Because reactive species do not have specific acceptors/receptors, they have an indiscriminate aggressive capacity to interact with and damage cells and tissues.

Free radicals were first described in 1900, with the decomposition of hexa-phenylethane into two triphenylmethyl radicals. In 1956 Denham Harman hypothesized that oxygen radicals could be formed as products of enzymatic reactions in vivo and described free radicals as "Pandora's box of evils". He postulated the theory of free radicals causing aging, based on the premise that a single and common process (toxicity of free radicals) that is modifiable (increased) by genetic and environmental factors was responsible for the aging and death of all living beings.

There are three mechanisms of free radical formation:

• 1. Electronic transfer, in which the transfer of an electron to a molecule occurs.
• 2. Loss of a proton from a molecule.
• 3. Homolytic breaking of a covalent bond, so that each fragment conserves one of the paired electrons of the bond.

In cells, free radicals are produced through electron transfer reactions, with or without enzymatic participation.

As a product of metabolism, different types of free radicals are generated, such as:

• 1. Reactive Oxygen Species (ROS) examples of which are: superoxide anion, peroxide anion, perhydroxyl radical, hydroxyl radical.
• 2. Reactive Nitrogen Species (RNS): nitric oxide, peroxynitrite, among others.

The main sources of reactive species in the human body are the mitochondria, lysosomes, peroxisomes, as well as nuclear, cytoplasmic, and endoplasmic reticulum membranes.

Free radicals are also generated by several external factors, examples of which are: environmental pollution, exposure to ionizing radiation, tobacco consumption, chemical additives in processed foods and some xenobiotics such as pesticides, herbicides, and fungicides.

Superoxide anion (O₂-^·) is the first free radical generated.
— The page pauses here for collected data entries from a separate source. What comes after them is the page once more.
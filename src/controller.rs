//! 画面と盤面をつなぐコントローラモジュール
//! マスのクリックを盤面への問い合わせとGame::make_moveの呼び出しに変換し、
//! AIの手番では思考をバックグラウンドタスクで行い、結果をチャネル経由で受け取る。
//! Game/Boardを変更するのは常にコントローラの所有者だけ。

use std::sync::Arc;

use tokio::sync::mpsc::{self, UnboundedReceiver, UnboundedSender};
use tracing::{debug, info, warn};

use crate::ai::service::{AIMoveResult, AIService};
use crate::error::{AIError, GameError, Result};
use crate::game::{Board, Game, Move, Position};

/// 盤面描画を担当する外部コンポーネントのインターフェース
pub trait View {
    /// 現在の駒配置で全マスを描き直す
    fn render(&mut self, board: &Board);
    /// 移動先候補のマスを強調表示する（空で解除）
    fn highlight_squares(&mut self, positions: &[Position]);
    /// エラーメッセージを表示する
    fn log_error(&mut self, message: &str);
    /// 勝者（引き分けの場合は"Draw"）を表示する
    fn show_winner(&mut self, name: &str);
    /// AIの思考中に入力を止める
    fn disable_input(&mut self);
    /// 入力を再開する
    fn enable_input(&mut self);
}

/// コントローラの所有者に届くイベント
#[derive(Debug)]
pub enum ControllerEvent {
    /// AIの思考が完了した
    AIMoveReady(std::result::Result<AIMoveResult, AIError>),
}

/// 引き分け時にshow_winnerへ渡す名前
pub const DRAW: &str = "Draw";

pub struct Controller<V: View> {
    game: Game,
    view: V,
    ai_service: Arc<dyn AIService>,
    events: UnboundedSender<ControllerEvent>,
    selected: Option<Position>,
    candidates: Vec<Move>,
    ai_pending: bool,
}

impl<V: View> std::fmt::Debug for Controller<V> {
    fn fmt(&self, f: &mut std::fmt::Formatter<'_>) -> std::fmt::Result {
        f.debug_struct("Controller")
            .field("game", &self.game.id)
            .field("ai_service", &self.ai_service.get_name())
            .field("selected", &self.selected)
            .field("ai_pending", &self.ai_pending)
            .finish()
    }
}

impl<V: View> Controller<V> {
    /// コントローラとイベント受信側を作成する
    /// 受信したイベントはhandle_eventに渡すこと
    pub fn new(
        game: Game,
        view: V,
        ai_service: Arc<dyn AIService>,
    ) -> (Self, UnboundedReceiver<ControllerEvent>) {
        let (events, receiver) = mpsc::unbounded_channel();
        let controller = Self {
            game,
            view,
            ai_service,
            events,
            selected: None,
            candidates: Vec::new(),
            ai_pending: false,
        };
        (controller, receiver)
    }

    pub fn game(&self) -> &Game {
        &self.game
    }

    pub fn view(&self) -> &V {
        &self.view
    }

    pub fn selected(&self) -> Option<Position> {
        self.selected
    }

    pub fn is_ai_pending(&self) -> bool {
        self.ai_pending
    }

    /// 初期盤面を描画し、AIが先手なら思考を開始する
    pub fn start(&mut self) {
        self.view.render(&self.game.board);
        self.after_move();
    }

    /// マスがクリックされたときの処理
    pub fn on_square_clicked(&mut self, position: Position) {
        if self.ai_pending {
            debug!(%position, "click ignored while the AI is thinking");
            return;
        }
        if self.game.is_game_finished() {
            self.view.log_error("The game is over");
            return;
        }
        if self.game.is_ai_turn() {
            self.view.log_error("Waiting for the AI move");
            return;
        }

        if self.selected.is_some() {
            if let Some(game_move) = self.candidates.iter().find(|m| m.to.position == position).cloned() {
                self.clear_selection();
                self.play(game_move);
                return;
            }
        }

        self.select(position);
    }

    /// 手を取り消す
    /// AIの思考中は拒否する。PvAIではプレイヤーの手番まで戻す
    pub fn undo(&mut self) -> Result<Vec<Move>> {
        if self.ai_pending {
            self.view.log_error(&GameError::AITurnPending.to_string());
            return Err(GameError::AITurnPending);
        }
        if !self.game.can_undo() {
            self.view.log_error(&GameError::NoMovesToUndo.to_string());
            return Err(GameError::NoMovesToUndo);
        }

        self.clear_selection();
        let undone = self.game.undo_turn();
        match &undone {
            Ok(moves) => {
                info!(count = moves.len(), "moves undone");
                // AIの失敗後に止めていた入力を戻す
                if !self.game.is_ai_turn() {
                    self.view.enable_input();
                }
            }
            Err(e) => self.view.log_error(&e.to_string()),
        }
        self.view.render(&self.game.board);
        undone
    }

    /// 失敗したAIの思考をやり直す
    /// AIの手番で、思考中でない場合のみ受け付ける
    pub fn retry_ai_move(&mut self) {
        if self.ai_pending || self.game.is_game_finished() || !self.game.is_ai_turn() {
            self.view.log_error("No AI move to retry");
            return;
        }
        info!("retrying AI move");
        self.schedule_ai_move();
    }

    /// 所有者のコンテキストでイベントを処理する
    pub fn handle_event(&mut self, event: ControllerEvent) {
        match event {
            ControllerEvent::AIMoveReady(result) => self.on_ai_move_ready(result),
        }
    }

    fn select(&mut self, position: Position) {
        let candidates: Vec<Move> = self
            .game
            .legal_moves()
            .into_iter()
            .filter(|m| m.from.position == position)
            .collect();

        if candidates.is_empty() {
            let message = match self.game.board.get_piece(position) {
                Some(piece) if piece.color == self.game.current_player().color() => {
                    format!("No legal moves from {}", position)
                }
                Some(_) => format!("{} is not your piece", position),
                None => format!("No piece to move at {}", position),
            };
            self.clear_selection();
            self.view.log_error(&message);
            return;
        }

        let destinations: Vec<Position> = candidates.iter().map(|m| m.to.position).collect();
        self.selected = Some(position);
        self.candidates = candidates;
        self.view.highlight_squares(&destinations);
    }

    fn clear_selection(&mut self) {
        if self.selected.take().is_some() {
            self.candidates.clear();
            self.view.highlight_squares(&[]);
        }
    }

    fn play(&mut self, game_move: Move) {
        match self.game.make_move(game_move) {
            Ok(_) => {
                self.view.render(&self.game.board);
                self.after_move();
            }
            Err(e) => {
                warn!(error = %e, "move rejected");
                self.view.log_error(&e.to_string());
            }
        }
    }

    /// 終局なら勝者を表示し、そうでなければ必要に応じてAIの思考を開始する
    fn after_move(&mut self) {
        if self.game.is_game_finished() {
            let winner = self.game.get_winner().map(|p| p.name().to_string());
            self.view.show_winner(winner.as_deref().unwrap_or(DRAW));
            return;
        }
        if self.game.is_ai_turn() {
            self.schedule_ai_move();
        }
    }

    /// AIの手をバックグラウンドで計算する
    /// タスクはゲームのスナップショットのみを扱い、結果をイベントとして送り返す
    fn schedule_ai_move(&mut self) {
        self.ai_pending = true;
        self.view.disable_input();

        let snapshot = self.game.clone();
        let ai_service = Arc::clone(&self.ai_service);
        let events = self.events.clone();

        debug!(service = ai_service.get_name(), "scheduling AI move");
        tokio::spawn(async move {
            let result = ai_service.calculate_move(&snapshot).await;
            if events.send(ControllerEvent::AIMoveReady(result)).is_err() {
                warn!("controller dropped before the AI move arrived");
            }
        });
    }

    fn on_ai_move_ready(&mut self, result: std::result::Result<AIMoveResult, AIError>) {
        if !self.ai_pending {
            warn!("unexpected AI result ignored");
            return;
        }
        self.ai_pending = false;

        // 失敗時はAIの手番のまま入力を止めておき、retry_ai_moveを待つ
        match result {
            Ok(ai_result) => {
                debug!(thinking_time_ms = ai_result.thinking_time_ms, "AI move received");
                self.view.enable_input();
                self.play(ai_result.game_move);
            }
            Err(e) => {
                warn!(error = %e, "AI move failed");
                self.view.log_error(&GameError::from(e).to_string());
            }
        }
    }
}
This ROS induced the formation of other reactive species in the vascular endothelium, such as hydrogen peroxide (H₂O₂), hydroxyl radical (OH¹), and peroxynitrite (ONOO−). Superoxide is generated through the partial reduction of molecular oxygen by the mitochondrial electron transport chain (ETC), as well as by NADPH oxidases, uncoupled endothelial nitric oxide synthase (eNOS) and xanthine oxidase.

More than 95% of the O₂ consumed by the cells is reduced by the aqueous route to H₂O during mitochondrial respiration, while a small percentage (< 5%) is converted to superoxide. Once the free radical has been formed in the initial reaction, it has the ability to give up the electron to any other compound, originating new radicals, which constitutes the chain propagation reaction that can be amplified resulting in damage to body tissues. Superoxide anion is essentially produced in the mitochondria at the level of complex I and III, and its production is related to the leakage of electrons from the ETC that causes the partial reduction of molecular oxygen to O₂-¹ instead of water. ROS produced in the mitochondria can directly affect the functionality of the ETC complexes by oxidizing their iron-sulfur centers, thus exacerbating ROS production.

The NADPH oxidases (NOX), a family of membrane-bound enzyme complexes, catalyze the reduction of molecular oxygen to O₂-¹ by using NADPH as electron donor, this reflects their specific role in inducing a burst of ROS and bacterial killing in macrophages and other phagocyte cell types. NOX4 isoform is the most abundant in endothelial cells. Under physiological conditions, the NOX enzymes produce moderate levels of ROS that are required for normal redox signaling. In particular, the NOX2 and NOX4 isoforms induce proliferation and survival of endothelial cells activating MAPK and Akt. However, under pathological conditions, NOX4 may promote the formation of a pro-thrombogenic endothelial phenotype.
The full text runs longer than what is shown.